ASSIGNMENT ▸ In the records below, pick out all lines containing the word "AtomicBool".

___ THE DATA ___

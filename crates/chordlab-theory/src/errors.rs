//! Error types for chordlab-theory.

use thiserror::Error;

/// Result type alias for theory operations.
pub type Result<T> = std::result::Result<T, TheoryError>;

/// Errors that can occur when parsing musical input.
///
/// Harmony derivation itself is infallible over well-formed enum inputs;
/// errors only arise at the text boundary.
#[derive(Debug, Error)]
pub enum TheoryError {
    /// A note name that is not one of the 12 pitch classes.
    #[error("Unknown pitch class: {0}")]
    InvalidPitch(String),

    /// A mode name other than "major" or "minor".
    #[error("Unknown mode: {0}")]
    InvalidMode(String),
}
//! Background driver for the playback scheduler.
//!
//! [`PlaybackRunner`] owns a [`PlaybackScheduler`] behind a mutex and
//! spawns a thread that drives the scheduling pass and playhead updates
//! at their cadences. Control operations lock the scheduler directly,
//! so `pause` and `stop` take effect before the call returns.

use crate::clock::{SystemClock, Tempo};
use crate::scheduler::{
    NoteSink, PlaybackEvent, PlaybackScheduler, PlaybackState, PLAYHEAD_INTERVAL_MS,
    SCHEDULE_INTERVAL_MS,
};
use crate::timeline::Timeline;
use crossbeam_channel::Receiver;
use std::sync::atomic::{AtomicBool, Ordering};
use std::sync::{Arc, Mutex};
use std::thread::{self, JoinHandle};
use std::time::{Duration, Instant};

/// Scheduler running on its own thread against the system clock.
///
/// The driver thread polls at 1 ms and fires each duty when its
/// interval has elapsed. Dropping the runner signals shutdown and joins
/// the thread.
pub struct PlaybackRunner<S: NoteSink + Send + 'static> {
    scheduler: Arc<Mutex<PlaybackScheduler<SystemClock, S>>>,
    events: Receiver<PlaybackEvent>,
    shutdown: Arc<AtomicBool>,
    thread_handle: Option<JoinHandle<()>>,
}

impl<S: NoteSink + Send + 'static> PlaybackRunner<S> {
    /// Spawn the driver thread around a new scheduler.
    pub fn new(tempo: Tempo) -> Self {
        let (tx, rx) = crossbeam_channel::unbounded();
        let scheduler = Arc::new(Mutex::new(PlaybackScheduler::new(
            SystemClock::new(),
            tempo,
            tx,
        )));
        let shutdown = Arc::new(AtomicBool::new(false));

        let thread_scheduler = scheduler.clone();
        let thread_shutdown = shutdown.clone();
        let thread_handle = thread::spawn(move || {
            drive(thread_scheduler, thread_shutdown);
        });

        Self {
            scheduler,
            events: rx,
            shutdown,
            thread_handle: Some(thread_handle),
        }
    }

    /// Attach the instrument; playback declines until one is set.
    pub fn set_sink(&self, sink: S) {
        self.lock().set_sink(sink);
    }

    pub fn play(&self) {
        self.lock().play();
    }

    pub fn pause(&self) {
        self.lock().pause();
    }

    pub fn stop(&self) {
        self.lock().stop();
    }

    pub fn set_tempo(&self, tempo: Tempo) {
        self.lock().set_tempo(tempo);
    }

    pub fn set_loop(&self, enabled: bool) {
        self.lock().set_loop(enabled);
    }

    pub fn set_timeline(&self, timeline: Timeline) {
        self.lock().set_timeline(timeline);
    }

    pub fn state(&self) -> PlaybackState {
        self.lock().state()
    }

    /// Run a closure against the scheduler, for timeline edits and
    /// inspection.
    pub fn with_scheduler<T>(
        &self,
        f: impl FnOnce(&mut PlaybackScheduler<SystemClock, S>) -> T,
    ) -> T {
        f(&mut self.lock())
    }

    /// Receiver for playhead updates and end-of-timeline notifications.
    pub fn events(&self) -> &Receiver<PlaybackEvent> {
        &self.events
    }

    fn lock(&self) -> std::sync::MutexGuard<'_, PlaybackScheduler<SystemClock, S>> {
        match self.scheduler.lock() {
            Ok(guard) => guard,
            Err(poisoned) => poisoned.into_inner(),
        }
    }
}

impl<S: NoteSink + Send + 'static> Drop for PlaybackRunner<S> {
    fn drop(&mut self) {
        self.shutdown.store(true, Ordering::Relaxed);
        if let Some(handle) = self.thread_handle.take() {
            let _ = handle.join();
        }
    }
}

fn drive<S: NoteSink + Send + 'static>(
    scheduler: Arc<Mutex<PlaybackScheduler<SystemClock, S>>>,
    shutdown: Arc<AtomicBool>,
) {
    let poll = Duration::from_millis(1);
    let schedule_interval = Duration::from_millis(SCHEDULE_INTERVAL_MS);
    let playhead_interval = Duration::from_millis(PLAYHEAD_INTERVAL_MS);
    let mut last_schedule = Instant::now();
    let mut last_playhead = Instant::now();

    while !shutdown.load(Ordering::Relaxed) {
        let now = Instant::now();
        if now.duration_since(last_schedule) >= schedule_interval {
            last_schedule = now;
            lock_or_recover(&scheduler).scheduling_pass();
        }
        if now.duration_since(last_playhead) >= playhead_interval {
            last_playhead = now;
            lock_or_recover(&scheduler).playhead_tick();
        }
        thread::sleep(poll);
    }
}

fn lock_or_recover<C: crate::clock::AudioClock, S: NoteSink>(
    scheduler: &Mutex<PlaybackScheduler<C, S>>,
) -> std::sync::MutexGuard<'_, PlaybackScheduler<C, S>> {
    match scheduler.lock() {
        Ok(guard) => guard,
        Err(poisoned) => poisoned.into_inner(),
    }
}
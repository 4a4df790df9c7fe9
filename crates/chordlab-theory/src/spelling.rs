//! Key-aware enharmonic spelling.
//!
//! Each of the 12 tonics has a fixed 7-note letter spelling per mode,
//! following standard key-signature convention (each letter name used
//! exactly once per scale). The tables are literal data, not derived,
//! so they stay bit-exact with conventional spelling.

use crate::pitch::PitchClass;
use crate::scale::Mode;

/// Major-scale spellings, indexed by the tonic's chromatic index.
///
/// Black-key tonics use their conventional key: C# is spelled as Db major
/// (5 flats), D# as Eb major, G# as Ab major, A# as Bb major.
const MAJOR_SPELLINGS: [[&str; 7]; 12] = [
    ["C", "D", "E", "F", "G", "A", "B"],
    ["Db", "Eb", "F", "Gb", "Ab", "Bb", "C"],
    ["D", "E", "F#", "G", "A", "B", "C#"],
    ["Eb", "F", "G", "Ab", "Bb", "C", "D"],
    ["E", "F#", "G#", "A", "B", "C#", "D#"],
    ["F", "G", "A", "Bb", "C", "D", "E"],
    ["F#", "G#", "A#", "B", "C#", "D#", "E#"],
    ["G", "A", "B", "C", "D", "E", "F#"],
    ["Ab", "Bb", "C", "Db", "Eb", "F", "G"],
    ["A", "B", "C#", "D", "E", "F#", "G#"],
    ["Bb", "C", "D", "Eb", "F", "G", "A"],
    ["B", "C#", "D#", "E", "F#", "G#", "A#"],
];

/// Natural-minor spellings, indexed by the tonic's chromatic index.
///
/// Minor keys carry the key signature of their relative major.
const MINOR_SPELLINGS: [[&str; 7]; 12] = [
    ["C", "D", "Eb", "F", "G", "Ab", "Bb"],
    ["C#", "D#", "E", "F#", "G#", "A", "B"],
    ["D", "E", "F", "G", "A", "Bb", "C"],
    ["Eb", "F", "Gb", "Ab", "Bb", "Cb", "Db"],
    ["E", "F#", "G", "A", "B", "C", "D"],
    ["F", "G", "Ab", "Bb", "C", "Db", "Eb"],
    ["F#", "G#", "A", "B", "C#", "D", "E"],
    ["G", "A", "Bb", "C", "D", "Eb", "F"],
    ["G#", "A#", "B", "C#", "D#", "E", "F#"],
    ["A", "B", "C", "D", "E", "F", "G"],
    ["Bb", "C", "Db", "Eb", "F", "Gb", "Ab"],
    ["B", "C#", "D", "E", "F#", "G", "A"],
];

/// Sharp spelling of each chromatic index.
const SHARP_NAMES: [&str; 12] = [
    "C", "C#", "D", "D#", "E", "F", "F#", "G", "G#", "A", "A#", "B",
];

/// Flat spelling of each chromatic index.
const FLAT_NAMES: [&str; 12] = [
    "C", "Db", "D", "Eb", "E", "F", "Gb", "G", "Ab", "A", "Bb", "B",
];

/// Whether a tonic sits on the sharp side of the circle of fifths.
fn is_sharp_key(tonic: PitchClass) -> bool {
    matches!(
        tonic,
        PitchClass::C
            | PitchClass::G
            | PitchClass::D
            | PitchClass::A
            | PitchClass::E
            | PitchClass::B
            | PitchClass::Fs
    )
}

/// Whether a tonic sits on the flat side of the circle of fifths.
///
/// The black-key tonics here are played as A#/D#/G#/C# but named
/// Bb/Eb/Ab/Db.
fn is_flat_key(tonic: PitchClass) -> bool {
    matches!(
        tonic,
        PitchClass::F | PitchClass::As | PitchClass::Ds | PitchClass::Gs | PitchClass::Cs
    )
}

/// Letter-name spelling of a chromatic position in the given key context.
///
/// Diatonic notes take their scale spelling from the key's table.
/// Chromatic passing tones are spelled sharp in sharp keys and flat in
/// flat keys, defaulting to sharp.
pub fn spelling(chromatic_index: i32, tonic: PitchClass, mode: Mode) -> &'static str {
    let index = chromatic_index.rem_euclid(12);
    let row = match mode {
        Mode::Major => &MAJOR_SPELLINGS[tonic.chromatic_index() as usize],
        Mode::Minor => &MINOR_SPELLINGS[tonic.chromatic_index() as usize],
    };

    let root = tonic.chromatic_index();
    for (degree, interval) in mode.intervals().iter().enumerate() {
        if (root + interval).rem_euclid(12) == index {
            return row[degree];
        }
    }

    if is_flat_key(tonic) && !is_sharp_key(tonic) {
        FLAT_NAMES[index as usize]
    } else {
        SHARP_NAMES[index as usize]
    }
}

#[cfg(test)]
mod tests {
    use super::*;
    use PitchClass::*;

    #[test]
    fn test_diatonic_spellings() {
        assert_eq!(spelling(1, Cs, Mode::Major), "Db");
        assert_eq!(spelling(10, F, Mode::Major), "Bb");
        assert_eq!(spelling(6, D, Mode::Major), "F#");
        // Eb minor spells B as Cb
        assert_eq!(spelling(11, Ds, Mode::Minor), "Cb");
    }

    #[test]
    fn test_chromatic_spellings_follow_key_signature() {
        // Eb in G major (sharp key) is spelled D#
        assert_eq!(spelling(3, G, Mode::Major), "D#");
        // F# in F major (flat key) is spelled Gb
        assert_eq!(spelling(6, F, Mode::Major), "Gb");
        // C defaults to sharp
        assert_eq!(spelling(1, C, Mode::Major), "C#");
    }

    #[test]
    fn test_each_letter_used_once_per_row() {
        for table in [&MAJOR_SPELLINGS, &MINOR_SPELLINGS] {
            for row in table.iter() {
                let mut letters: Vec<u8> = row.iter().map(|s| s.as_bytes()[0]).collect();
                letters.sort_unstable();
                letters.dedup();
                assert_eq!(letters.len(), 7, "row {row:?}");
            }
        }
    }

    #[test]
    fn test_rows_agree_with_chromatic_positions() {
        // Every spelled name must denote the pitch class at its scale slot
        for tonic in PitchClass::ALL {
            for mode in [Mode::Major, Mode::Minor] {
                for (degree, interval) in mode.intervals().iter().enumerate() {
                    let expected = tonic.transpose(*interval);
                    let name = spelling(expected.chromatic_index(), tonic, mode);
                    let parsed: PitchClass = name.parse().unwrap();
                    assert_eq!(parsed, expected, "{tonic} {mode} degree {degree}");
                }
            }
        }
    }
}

___

WRITTEN ANSWER ▸
use std::sync::atomic::{AtomicBool, Ordering};
    shutdown: Arc<AtomicBool>,
        let shutdown = Arc::new(AtomicBool::new(false));
    shutdown: Arc<AtomicBool>,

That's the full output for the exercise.